What is Amazon doing now?
Amazon.com is on a buying spree in the Bricks and Mortar retail market. They’ve also came to realize that adding Bricks to Clicks is the future of retailing. Richard Kestenbaum, contributing for Forbes concurs: “Now even Amazon has recognized that online alone is not going to work. In order to succeed in grocery, there will have to be a symbiosis of online and physical stores.” There seems no stopping from Amazon buying Bricks and Mortar retailers.
Competing with Amazon.com is getting more difficult. The Seattle giant launched a radical assault by acquiring a brand-name high-end grocery chain with 456 stores in the U.S. (436), Canada (11), and the United Kingdom (9). Whole Foods also owns three distribution centers (Brad Thomas, Forbes).
So, Amazon is now becoming a true Bricks and Clicks retailer and you will most probably have to compete with it. What are Bricks and Clicks retailers up against when competing with Amazon?
Competing with Amazon.com – the last crusade or new horizons for retailers?
Amazon’s business model is a formidable one, with deep moats on multiple fronts that make it tough for competitors to gain ground. The only way to stop Amazon is to either beat AWS [free Amazon Web Services], which holds a commanding lead in the cloud platform market, or replicate Amazon’s multi-layered Prime strategy [offering tons of benefits on Prime memberships]; (Leo Sun, The Motley Fool).
Kavadias, Ladas and Loch, (2016) have identified six recurring features in the business models of companies (also Amazon.com) that were successful in transforming their industries:
- A more personalized product or service – many new models offer products or services that are better tailored than the dominant models to customers’ individual and immediate needs. Companies often leverage technology to achieve this at competitive prices.
- A closed-loop process – many models replace a linear consumption process (in which products are made, used, and then disposed of) with a closed loop, in which used products are recycled. This shift reduces overall resource costs.
- Asset sharing – some innovations succeed because they enable the sharing of costly assets, e.g. Uber shares assets with car owners. Maybe independent retailers can share assets across the supply chain – what about sharing warehouses, or delivery services?

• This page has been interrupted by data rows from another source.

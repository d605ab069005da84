use crate::domain::resource::{Category, GridSpec, Resource};

fn plate_96(name: &str, model: &str, size_z: f64, dz: f64) -> Resource {
    Resource::itemized(
        name,
        Category::Plate,
        127.0,
        86.0,
        size_z,
        dz,
        GridSpec {
            num_x: 12,
            num_y: 8,
            dx: 9.5,
            dy: 7.0,
            item_size_x: 9.0,
            item_size_y: 9.0,
            item_category: Category::Well,
        },
    )
    .with_model(model)
}

/// Corning Costar 96 deep well plate, 1ml.
pub fn cos_96_dw_1ml(name: &str) -> Resource {
    plate_96(name, "Cos_96_DW_1mL", 42.0, 1.0)
}

/// Corning Costar 96 deep well plate, 500ul.
pub fn cos_96_dw_500ul(name: &str) -> Resource {
    plate_96(name, "Cos_96_DW_500ul", 27.5, 2.0)
}

/// Corning Costar 96 deep well plate, 2ml.
pub fn cos_96_dw_2ml(name: &str) -> Resource {
    plate_96(name, "Cos_96_DW_2mL", 43.5, 1.0)
}

/// Corning Costar 96 PCR plate.
pub fn cos_96_pcr(name: &str) -> Resource {
    plate_96(name, "Cos_96_PCR", 23.5, 0.5)
}

/// 24-position tube rack.
pub fn tube_rack_24(name: &str) -> Resource {
    Resource::itemized(
        name,
        Category::TubeRack,
        127.0,
        86.0,
        80.0,
        5.0,
        GridSpec {
            num_x: 6,
            num_y: 4,
            dx: 10.0,
            dy: 8.0,
            item_size_x: 18.0,
            item_size_y: 18.0,
            item_category: Category::Tube,
        },
    )
    .with_model("TUBE_RACK_24")
}

/// Passive adapter that raises a plate in a deck slot.
pub fn plate_adapter(name: &str) -> Resource {
    Resource::new(name, Category::Adapter, 127.0, 86.0, 14.0).with_model("PLATE_ADAPTER_A00")
}

pub(crate) fn try_build(model: &str, name: &str) -> Option<Resource> {
    match model {
        "Cos_96_DW_1mL" => Some(cos_96_dw_1ml(name)),
        "Cos_96_DW_500ul" => Some(cos_96_dw_500ul(name)),
        "Cos_96_DW_2mL" => Some(cos_96_dw_2ml(name)),
        "Cos_96_PCR" => Some(cos_96_pcr(name)),
        "TUBE_RACK_24" => Some(tube_rack_24(name)),
        "PLATE_ADAPTER_A00" => Some(plate_adapter(name)),
        _ => None,
    }
}
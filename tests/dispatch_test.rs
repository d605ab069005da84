use async_trait::async_trait;
use deckhand::catalog;
use deckhand::domain::ops::{AspirateOp, DispenseOp, DropOp, MoveOp, PickupOp};
use deckhand::{
    ChatterBackend, Coordinate, Deck, DeckhandError, LiquidHandler, LiquidHandlerBackend,
    Placement, RailDeckConfig, Resource, Result, TipRequest, TransferRequest,
};

/// Records every call it receives; the gripper can be rigged to fail.
struct Recorder {
    channels: usize,
    events: Vec<String>,
    jam_gripper: bool,
}

impl Recorder {
    fn new() -> Self {
        Self {
            channels: 8,
            events: Vec::new(),
            jam_gripper: false,
        }
    }
}

#[async_trait]
impl LiquidHandlerBackend for Recorder {
    async fn setup(&mut self) -> Result<()> {
        self.events.push("setup".to_string());
        Ok(())
    }

    async fn stop(&mut self) -> Result<()> {
        self.events.push("stop".to_string());
        Ok(())
    }

    fn num_channels(&self) -> usize {
        self.channels
    }

    async fn assigned_resource_callback(
        &mut self,
        resource: &Resource,
        location: Coordinate,
    ) -> Result<()> {
        self.events
            .push(format!("assigned {} @ {}", resource.name, location));
        Ok(())
    }

    async fn unassigned_resource_callback(&mut self, name: &str) -> Result<()> {
        self.events.push(format!("unassigned {}", name));
        Ok(())
    }

    async fn pick_up_tips(&mut self, ops: &[PickupOp], use_channels: &[usize]) -> Result<()> {
        let spots: Vec<&str> = ops.iter().map(|op| op.target.name.as_str()).collect();
        self.events
            .push(format!("pick_up_tips {:?} on {:?}", spots, use_channels));
        Ok(())
    }

    async fn drop_tips(&mut self, ops: &[DropOp], use_channels: &[usize]) -> Result<()> {
        let spots: Vec<&str> = ops.iter().map(|op| op.target.name.as_str()).collect();
        self.events
            .push(format!("drop_tips {:?} on {:?}", spots, use_channels));
        Ok(())
    }

    async fn aspirate(&mut self, ops: &[AspirateOp], use_channels: &[usize]) -> Result<()> {
        let wells: Vec<String> = ops
            .iter()
            .map(|op| {
                format!(
                    "{}:{}@{}",
                    op.target.name,
                    op.volume,
                    op.flow_rate.unwrap_or(0.0)
                )
            })
            .collect();
        self.events
            .push(format!("aspirate {:?} on {:?}", wells, use_channels));
        Ok(())
    }

    async fn dispense(&mut self, ops: &[DispenseOp], use_channels: &[usize]) -> Result<()> {
        let wells: Vec<String> = ops
            .iter()
            .map(|op| format!("{}:{}", op.target.name, op.volume))
            .collect();
        self.events
            .push(format!("dispense {:?} on {:?}", wells, use_channels));
        Ok(())
    }

    async fn move_resource(&mut self, op: &MoveOp) -> Result<()> {
        if self.jam_gripper {
            return Err(anyhow::anyhow!("gripper jammed").into());
        }
        self.events
            .push(format!("move {} to {}", op.resource.name, op.destination));
        Ok(())
    }
}

async fn loaded_handler(backend: Recorder) -> LiquidHandler<Recorder> {
    let deck = Deck::rails(RailDeckConfig::star()).unwrap();
    let mut lh = LiquidHandler::new(deck, backend);

    let mut tip_car = catalog::build("TIP_CAR_480_A00", "tip carrier").unwrap();
    tip_car
        .set_site(0, catalog::build("STF_L", "tips_01").unwrap())
        .unwrap();
    let mut plt_car = catalog::build("PLT_CAR_L5AC_A00", "plate carrier").unwrap();
    plt_car
        .set_site(0, catalog::build("Cos_96_DW_1mL", "plate_01").unwrap())
        .unwrap();
    lh.assign_resource(tip_car, Placement::Rail(1), false)
        .await
        .unwrap();
    lh.assign_resource(plt_car, Placement::Rail(10), false)
        .await
        .unwrap();
    lh
}

#[tokio::test]
async fn test_full_protocol_reaches_the_backend_in_order() {
    let mut lh = loaded_handler(Recorder::new()).await;
    lh.setup().await.unwrap();

    lh.pick_up_tips(
        &[TipRequest::new("tips_01_A1"), TipRequest::new("tips_01_B1")],
        Some(&[0, 1]),
    )
    .await
    .unwrap();
    lh.aspirate(
        &[
            TransferRequest::new("plate_01_A1", 100.0).with_flow_rate(120.0),
            TransferRequest::new("plate_01_B1", 50.0),
        ],
        Some(&[0, 1]),
    )
    .await
    .unwrap();
    lh.dispense(
        &[
            TransferRequest::new("plate_01_A2", 100.0),
            TransferRequest::new("plate_01_B2", 50.0),
        ],
        Some(&[0, 1]),
    )
    .await
    .unwrap();
    lh.drop_tips(
        &[TipRequest::new("tips_01_A1"), TipRequest::new("tips_01_B1")],
        Some(&[0, 1]),
    )
    .await
    .unwrap();
    lh.stop().await.unwrap();

    let events = &lh.backend().events;
    assert_eq!(events[0], "assigned tip carrier @ (100.000, 063.000, 100.000)");
    assert_eq!(events[1], "assigned plate carrier @ (302.500, 063.000, 100.000)");
    assert_eq!(events[2], "setup");
    assert_eq!(
        events[3],
        "pick_up_tips [\"tips_01_A1\", \"tips_01_B1\"] on [0, 1]"
    );
    // Volumes and flow rates arrive untouched.
    assert_eq!(
        events[4],
        "aspirate [\"plate_01_A1:100@120\", \"plate_01_B1:50@0\"] on [0, 1]"
    );
    assert_eq!(
        events[5],
        "dispense [\"plate_01_A2:100\", \"plate_01_B2:50\"] on [0, 1]"
    );
    assert_eq!(
        events[6],
        "drop_tips [\"tips_01_A1\", \"tips_01_B1\"] on [0, 1]"
    );
    assert_eq!(events[7], "stop");
    assert_eq!(events.len(), 8);
}

#[tokio::test]
async fn test_default_channels_are_the_first_n() {
    let mut lh = loaded_handler(Recorder::new()).await;
    lh.setup().await.unwrap();
    lh.pick_up_tips(
        &[
            TipRequest::new("tips_01_A1"),
            TipRequest::new("tips_01_B1"),
            TipRequest::new("tips_01_C1"),
        ],
        None,
    )
    .await
    .unwrap();
    let last = lh.backend().events.last().unwrap();
    assert!(last.ends_with("on [0, 1, 2]"));
}

#[tokio::test]
async fn test_explicit_channel_routing() {
    let mut lh = loaded_handler(Recorder::new()).await;
    lh.setup().await.unwrap();
    lh.pick_up_tips(
        &[TipRequest::new("tips_01_A1"), TipRequest::new("tips_01_B1")],
        Some(&[6, 2]),
    )
    .await
    .unwrap();
    let last = lh.backend().events.last().unwrap();
    assert!(last.ends_with("on [6, 2]"));
}

#[tokio::test]
async fn test_96_head_dispatch_through_a_capable_backend() {
    let deck = Deck::rails(RailDeckConfig::star()).unwrap();
    let mut lh = LiquidHandler::new(deck, ChatterBackend::new());
    let mut tip_car = catalog::build("TIP_CAR_480_A00", "tip carrier").unwrap();
    tip_car
        .set_site(0, catalog::build("STF_L", "tips_01").unwrap())
        .unwrap();
    let mut plt_car = catalog::build("PLT_CAR_L5AC_A00", "plate carrier").unwrap();
    plt_car
        .set_site(0, catalog::build("Cos_96_DW_1mL", "plate_01").unwrap())
        .unwrap();
    lh.assign_resource(tip_car, Placement::Rail(1), false)
        .await
        .unwrap();
    lh.assign_resource(plt_car, Placement::Rail(10), false)
        .await
        .unwrap();
    lh.setup().await.unwrap();

    lh.pick_up_tips96("tips_01").await.unwrap();
    lh.aspirate96("plate_01", 75.0).await.unwrap();
    lh.dispense96("plate_01", 75.0).await.unwrap();
    lh.drop_tips96("tips_01").await.unwrap();

    let history = lh.backend().history();
    assert!(history.contains(&"Picking up tips from tips_01.".to_string()));
    assert!(history.contains(&"Aspirating 75ul from every well of plate_01.".to_string()));
    assert!(history.contains(&"Dispensing 75ul to every well of plate_01.".to_string()));
    assert!(history.contains(&"Dropping tips to tips_01.".to_string()));
}

#[tokio::test]
async fn test_96_head_unsupported_on_a_channel_only_backend() {
    let mut lh = loaded_handler(Recorder::new()).await;
    lh.setup().await.unwrap();
    let err = lh.pick_up_tips96("tips_01").await.unwrap_err();
    assert!(matches!(err, DeckhandError::UnsupportedOperationError(_)));
    let err = lh.dispense96("plate_01", 50.0).await.unwrap_err();
    assert!(matches!(err, DeckhandError::UnsupportedOperationError(_)));
}

#[tokio::test]
async fn test_move_resource_rehomes_the_tree() {
    let mut lh = loaded_handler(Recorder::new()).await;
    lh.setup().await.unwrap();

    let location = lh
        .move_resource("plate carrier", Placement::Rail(20))
        .await
        .unwrap();
    assert!(location.close_to(Coordinate::new(527.5, 63.0, 100.0), 1e-9));
    assert_eq!(lh.deck().rail_of("plate carrier"), Some(20));
    // Nested labware follows its carrier.
    assert!(lh
        .get_resource("plate_01")
        .unwrap()
        .absolute_location()
        .close_to(Coordinate::new(545.5, 146.0, 187.15), 1e-9));

    // Motion first, then the two registry callbacks.
    let events = &lh.backend().events;
    let n = events.len();
    assert_eq!(events[n - 3], "move plate carrier to (527.500, 063.000, 100.000)");
    assert_eq!(events[n - 2], "unassigned plate carrier");
    assert_eq!(
        events[n - 1],
        "assigned plate carrier @ (527.500, 063.000, 100.000)"
    );
}

#[tokio::test]
async fn test_move_within_its_own_span_is_legal() {
    let mut lh = loaded_handler(Recorder::new()).await;
    lh.setup().await.unwrap();
    // Rails 10-15 are its own; shifting one rail right must not collide
    // with itself.
    lh.move_resource("plate carrier", Placement::Rail(11))
        .await
        .unwrap();
    assert_eq!(lh.deck().rail_of("plate carrier"), Some(11));
}

#[tokio::test]
async fn test_move_to_an_occupied_span_restores_the_source() {
    let mut lh = loaded_handler(Recorder::new()).await;
    lh.setup().await.unwrap();
    let before = lh.backend().events.len();

    // Tip carrier holds rails 1-6.
    let err = lh
        .move_resource("plate carrier", Placement::Rail(4))
        .await
        .unwrap_err();
    assert!(matches!(err, DeckhandError::OccupiedSlotError { .. }));
    assert_eq!(lh.deck().rail_of("plate carrier"), Some(10));
    assert!(lh.get_resource("plate_01").is_some());
    // The backend never heard about the aborted move.
    assert_eq!(lh.backend().events.len(), before);
}

#[tokio::test]
async fn test_gripper_failure_restores_the_source() {
    let mut backend = Recorder::new();
    backend.jam_gripper = true;
    let mut lh = loaded_handler(backend).await;
    lh.setup().await.unwrap();

    let err = lh
        .move_resource("plate carrier", Placement::Rail(20))
        .await
        .unwrap_err();
    assert!(matches!(err, DeckhandError::BackendError(_)));
    // Physical state is unchanged, so the tree must be too.
    assert_eq!(lh.deck().rail_of("plate carrier"), Some(10));
    assert!(lh
        .get_resource("plate carrier")
        .unwrap()
        .absolute_location()
        .close_to(Coordinate::new(302.5, 63.0, 100.0), 1e-9));
}

#[tokio::test]
async fn test_nested_resources_cannot_be_gripper_moved() {
    let mut lh = loaded_handler(Recorder::new()).await;
    lh.setup().await.unwrap();
    let err = lh
        .move_resource("plate_01", Placement::Rail(20))
        .await
        .unwrap_err();
    assert!(matches!(err, DeckhandError::InvalidOperationError { .. }));
    let err = lh
        .move_resource("nowhere to be found", Placement::Rail(20))
        .await
        .unwrap_err();
    assert!(matches!(err, DeckhandError::NotFoundError(_)));
}

#[tokio::test]
async fn test_dispatch_errors_name_the_problem() {
    let mut lh = loaded_handler(Recorder::new()).await;

    // Before setup: state error, not a backend call.
    let err = lh
        .pick_up_tips(&[TipRequest::new("tips_01_A1")], None)
        .await
        .unwrap_err();
    assert!(matches!(err, DeckhandError::StateError { .. }));
    assert!(lh.backend().events.iter().all(|e| !e.starts_with("pick")));

    lh.setup().await.unwrap();

    // Unknown well resolves to nothing.
    let err = lh
        .aspirate(&[TransferRequest::new("ghost_A1", 10.0)], None)
        .await
        .unwrap_err();
    assert!(matches!(err, DeckhandError::NotFoundError(_)));

    // Channel set must match the batch.
    let err = lh
        .aspirate(
            &[TransferRequest::new("plate_01_A1", 10.0)],
            Some(&[0, 1]),
        )
        .await
        .unwrap_err();
    assert!(matches!(err, DeckhandError::InvalidOperationError { .. }));
}
impl Deck {
    /// A rail-addressed deck with no carriers assigned.
    pub fn rails(config: RailDeckConfig) -> Result<Self> {
        config.validate()?;
        let root = Resource::new(
            &config.name,
            Category::Deck,
            config.size_x,
            config.size_y,
            config.size_z,
        );
        Ok(Deck {
            tree: ResourceTree::new(root),
            scheme: Scheme::Rails(RailScheme::new(config)),
        })
    }

    /// A slot-addressed deck. The factory trash container is seated in its
    /// configured slot unless the config opts out.
    pub fn slots(config: SlotDeckConfig) -> Result<Self> {
        Self::slots_inner(config, true)
    }

    fn slots_inner(config: SlotDeckConfig, with_trash: bool) -> Result<Self> {
        config.validate()?;
        let root = Resource::new(
            &config.name,
            Category::Deck,
            config.size_x,
            config.size_y,
            config.size_z,
        );
        let trash_slot = config.trash_slot;
        let seat_trash = with_trash && !config.no_trash;
        let mut deck = Deck {
            tree: ResourceTree::new(root),
            scheme: Scheme::Slots(SlotScheme::new(config)),
        };
        if seat_trash {
            deck.assign(slots::trash_container(), Placement::Slot(trash_slot))?;
        }
        Ok(deck)
    }

    pub fn name(&self) -> &str {
        &self.tree.resource(self.tree.root()).name
    }

    /// Number of top-level resources on the deck.
    pub fn num_assigned(&self) -> usize {
        self.tree.children(self.tree.root()).len()
    }

    pub fn contains(&self, name: &str) -> bool {
        self.tree.contains(name)
    }

    /// Tree-wide lookup by name. Absence is a `None`, not an error.
    pub fn get(&self, name: &str) -> Option<ResourceNode<'_>> {
        self.tree.find(name).map(|id| self.tree.view(id))
    }

    pub fn root_view(&self) -> ResourceNode<'_> {
        self.tree.view(self.tree.root())
    }

    /// Starting rail of an assigned carrier (rail decks only).
    pub fn rail_of(&self, name: &str) -> Option<u32> {
        match &self.scheme {
            Scheme::Rails(scheme) => scheme.rail_of(name),
            Scheme::Slots(_) => None,
        }
    }

    /// Slot of an assigned resource (slot decks only).
    pub fn slot_of(&self, name: &str) -> Option<u32> {
        match &self.scheme {
            Scheme::Rails(_) => None,
            Scheme::Slots(scheme) => scheme.slot_of(name),
        }
    }

    pub fn is_rail_addressed(&self) -> bool {
        matches!(self.scheme, Scheme::Rails(_))
    }

    /// The rail whose nominal x matches the given coordinate, used by the
    /// layout importer to recover rail numbers from absolute geometry.
    pub fn rail_for_x(&self, x: f64, tolerance: f64) -> Option<u32> {
        match &self.scheme {
            Scheme::Rails(scheme) => scheme.rail_for_x(x, tolerance),
            Scheme::Slots(_) => None,
        }
    }

    /// Rails covered by a resource of the given width (rail decks only).
    pub fn rail_span(&self, size_x: f64) -> Option<u32> {
        match &self.scheme {
            Scheme::Rails(scheme) => Some(scheme.span_of(size_x)),
            Scheme::Slots(_) => None,
        }
    }

    /// Validates a rail placement against the live deck without mutating
    /// anything and reports where the resource would land.
    pub(crate) fn preview_rail(&self, resource: &Resource, rail: i32) -> Result<Coordinate> {
        match &self.scheme {
            Scheme::Rails(scheme) => Ok(scheme.plan(resource, rail)?.location),
            Scheme::Slots(_) => Err(DeckhandError::InvalidOperationError {
                message: "this deck is slot-addressed; assign by slot".to_string(),
            }),
        }
    }

    fn preview_slot(&self, resource: &Resource, number: u32) -> Result<Coordinate> {
        match &self.scheme {
            Scheme::Slots(scheme) => {
                let plan = scheme.plan(&self.tree, resource, number)?;
                Ok(self.tree.absolute_location(plan.parent) + plan.location)
            }
            Scheme::Rails(_) => Err(DeckhandError::InvalidOperationError {
                message: "this deck is rail-addressed; assign by rail".to_string(),
            }),
        }
    }

    /// Non-mutating version of `assign`: runs the same placement validation
    /// and reports the absolute location the resource would land at. The
    /// orchestrator uses this to resolve a gripper move's destination before
    /// the physical motion happens.
    pub(crate) fn preview(&self, resource: &Resource, placement: Placement) -> Result<Coordinate> {
        match placement {
            Placement::Rail(rail) => self.preview_rail(resource, rail),
            Placement::Slot(number) => self.preview_slot(resource, number),
            Placement::Location(location) => match &self.scheme {
                Scheme::Slots(scheme) => {
                    let number = scheme.slot_at(location).ok_or_else(|| {
                        DeckhandError::InvalidSlotError {
                            slot: format!("{}", location),
                            reason: "no slot at this coordinate".to_string(),
                        }
                    })?;
                    self.preview_slot(resource, number)
                }
                Scheme::Rails(scheme) => {
                    if let Some(rail) = scheme.rail_for_x(location.x, RAIL_SNAP_MM) {
                        scheme.plan(resource, rail as i32)?;
                    }
                    Ok(location)
                }
            },
        }
    }

    /// Attaches a standalone resource at the requested placement. Placement
    /// constraints and name uniqueness are validated before any mutation.
    /// Returns the absolute location of the attached resource.
    pub fn assign(&mut self, resource: Resource, placement: Placement) -> Result<Coordinate> {
        match placement {
            Placement::Rail(rail) => self.assign_at_rail(resource, rail),
            Placement::Slot(number) => self.assign_at_slot(resource, number),
            Placement::Location(location) => self.assign_at_location(resource, location),
        }
    }

    fn assign_at_rail(&mut self, resource: Resource, rail: i32) -> Result<Coordinate> {
        let plan = match &self.scheme {
            Scheme::Rails(scheme) => scheme.plan(&resource, rail)?,
            Scheme::Slots(_) => {
                return Err(DeckhandError::InvalidOperationError {
                    message: "this deck is slot-addressed; assign by slot".to_string(),
                })
            }
        };
        let name = resource.name.clone();
        let id = self.tree.attach(self.tree.root(), plan.location, resource)?;
        if let Scheme::Rails(scheme) = &mut self.scheme {
            scheme.commit(plan.start, plan.span, name);
        }
        Ok(self.tree.absolute_location(id))
    }

    fn assign_at_slot(&mut self, resource: Resource, number: u32) -> Result<Coordinate> {
        let plan = match &self.scheme {
            Scheme::Slots(scheme) => scheme.plan(&self.tree, &resource, number)?,
            Scheme::Rails(_) => {
                return Err(DeckhandError::InvalidOperationError {
                    message: "this deck is rail-addressed; assign by rail".to_string(),
                })
            }
        };
        let name = resource.name.clone();
        let stacked = if resource.category == Category::Adapter {
            resource
                .children
                .first()
                .map(|child| child.resource.name.clone())
        } else {
            None
        };
        let id = self.tree.attach(plan.parent, plan.location, resource)?;
        if let Scheme::Slots(scheme) = &mut self.scheme {
            scheme.commit(&plan, name, stacked);
        }
        Ok(self.tree.absolute_location(id))
    }

    fn assign_at_location(&mut self, resource: Resource, location: Coordinate) -> Result<Coordinate> {
        if let Scheme::Slots(scheme) = &self.scheme {
            let number =
                scheme
                    .slot_at(location)
                    .ok_or_else(|| DeckhandError::InvalidSlotError {
                        slot: format!("{}", location),
                        reason: "no slot at this coordinate".to_string(),
                    })?;
            return self.assign_at_slot(resource, number);
        }
        // On a rail deck a coordinate that lands on the rail lattice gets
        // full rail bookkeeping; anything else is attached unmanaged.
        let managed = match &self.scheme {
            Scheme::Rails(scheme) => match scheme.rail_for_x(location.x, RAIL_SNAP_MM) {
                Some(rail) => {
                    let plan = scheme.plan(&resource, rail as i32)?;
                    Some((plan.start, plan.span))
                }
                None => None,
            },
            Scheme::Slots(_) => None,
        };
        let name = resource.name.clone();
        let id = self.tree.attach(self.tree.root(), location, resource)?;
        if let (Some((start, span)), Scheme::Rails(scheme)) = (managed, &mut self.scheme) {
            scheme.commit(start, span, name);
        }
        Ok(self.tree.absolute_location(id))
    }

    /// Detaches the named resource and returns it as a standalone value.
    /// Fails with `NotFoundError` when the name is not attached; a second
    /// call on the same name fails the same way.
    pub fn unassign(&mut self, name: &str) -> Result<Resource> {
        let id = self
            .tree
            .find(name)
            .ok_or_else(|| DeckhandError::NotFoundError(name.to_string()))?;
        if id == self.tree.root() {
            return Err(DeckhandError::InvalidOperationError {
                message: "cannot unassign the deck itself".to_string(),
            });
        }
        if self.tree.resource(id).category == Category::CarrierSite {
            return Err(DeckhandError::InvalidOperationError {
                message: format!("'{}' is a fixed carrier site", name),
            });
        }
        match &mut self.scheme {
            Scheme::Rails(scheme) => scheme.release(name),
            Scheme::Slots(scheme) => scheme.release(name)?,
        }
        let (_, resource) = self.tree.detach_by_name(name)?;
        Ok(resource)
    }

    /// Deterministic human-readable rendering: the rail tree for rail decks,
    /// the slot grid for slot decks.
    pub fn summary(&self) -> String {
        match &self.scheme {
            Scheme::Rails(scheme) => self.rail_summary(scheme),
            Scheme::Slots(scheme) => scheme.summary(),
        }
    }

    fn rail_summary(&self, scheme: &RailScheme) -> String {
        let mut out = String::new();
        out.push_str("Rail     Resource                   Type                Coordinates (mm)\n");
        out.push_str(&"=".repeat(95));
        out.push('\n');
        let mut blocks: Vec<String> = Vec::new();
        for (start, occupant) in &scheme.occupants {
            let id = match self.tree.find(&occupant.name) {
                Some(id) => id,
                None => unreachable!("rail occupancy entry without a tree node"),
            };
            blocks.push(self.rail_block(*start, id));
        }
        out.push_str(&blocks.join("     │\n"));
        out
    }

    fn rail_block(&self, rail: u32, id: NodeId) -> String {
        let resource = self.tree.resource(id);
        let mut block = format!(
            "{:<5}├── {:<27}{:<20}{}\n",
            format!("({})", rail),
            resource.name,
            type_label(resource),
            self.tree.absolute_location(id),
        );
        if resource.category == Category::Carrier {
            for site_id in self.tree.children(id) {
                match self.tree.children(*site_id).first() {
                    Some(occupant_id) => {
                        let occupant = self.tree.resource(*occupant_id);
                        block.push_str(&format!(
                            "     │   ├── {:<23}{:<20}{}\n",
                            occupant.name,
                            type_label(occupant),
                            self.tree.absolute_location(*occupant_id),
                        ));
                    }
                    None => block.push_str("     │   ├── <empty>\n"),
                }
            }
        }
        block
    }

    /// Serializes the platform config and every top-level placement. The
    /// snapshot rebuilds into an identical deck through `from_json`.
    pub fn to_json(&self) -> Result<String> {
        Ok(serde_json::to_string_pretty(&self.snapshot())?)
    }

    pub fn from_json(json: &str) -> Result<Self> {
        let snapshot: DeckSnapshot = serde_json::from_str(json)?;
        let mut deck = match snapshot.config {
            PlatformConfig::Rails(config) => Deck::rails(config)?,
            // The snapshot carries its own trash record; don't seat a second.
            PlatformConfig::Slots(config) => Deck::slots_inner(config, false)?,
        };
        for record in snapshot.placements {
            deck.assign(record.resource, record.placement)?;
        }
        Ok(deck)
    }

    fn snapshot(&self) -> DeckSnapshot {
        let config = match &self.scheme {
            Scheme::Rails(scheme) => PlatformConfig::Rails(scheme.config.clone()),
            Scheme::Slots(scheme) => PlatformConfig::Slots(scheme.config().clone()),
        };
        let mut placements = Vec::new();
        for child_id in self.tree.children(self.tree.root()) {
            let placed = self.tree.to_value(*child_id);
            let placement = match &self.scheme {
                Scheme::Rails(scheme) => scheme
                    .rail_of(&placed.resource.name)
                    .map(|rail| Placement::Rail(rail as i32))
                    .unwrap_or(Placement::Location(placed.location)),
                Scheme::Slots(scheme) => scheme
                    .slot_of(&placed.resource.name)
                    .map(Placement::Slot)
                    .unwrap_or(Placement::Location(placed.location)),
            };
            placements.push(PlacementRecord {
                placement,
                resource: placed.resource,
            });
        }
        DeckSnapshot { config, placements }
    }
}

- Usage-based pricing – some models charge customers when they use the product or service, rather than requiring them to buy something outright. The customers benefit because they incur costs only as offerings generate value. The company, on the other hand, benefits because the number of customers is likely to grow.
- A more collaborative ecosystem – some innovations are successful because a new technology improves collaboration with supply chain partners and helps allocate business risks more appropriately, making cost reductions possible.
- An agile and adaptive organization – innovators sometimes use technology to move away from traditional hierarchical models of decision making. In order to make decisions that better reflect market needs and allow real-time adaptation to changes in those needs. The result is often greater value for the customer at less cost to the company.
Independent or small retail chains need to “think outside the box”. Maybe you should pool your resources and thereby establishing a critical mass to counter the likes of Amazon.com. Also, your location and local knowledge may be a substantial niche – be the first to explore it!
Competing successfully with Amazon.com will probably be not viable for independent or small retail chains. Best is to learn Amazon successes and failures and use that knowledge to compete locally in a niche market.
1 Kavadias, S., Ladas, K. and Loch, C. 2016. The transformative business model, Harvard Business Review, 94(10):90-98.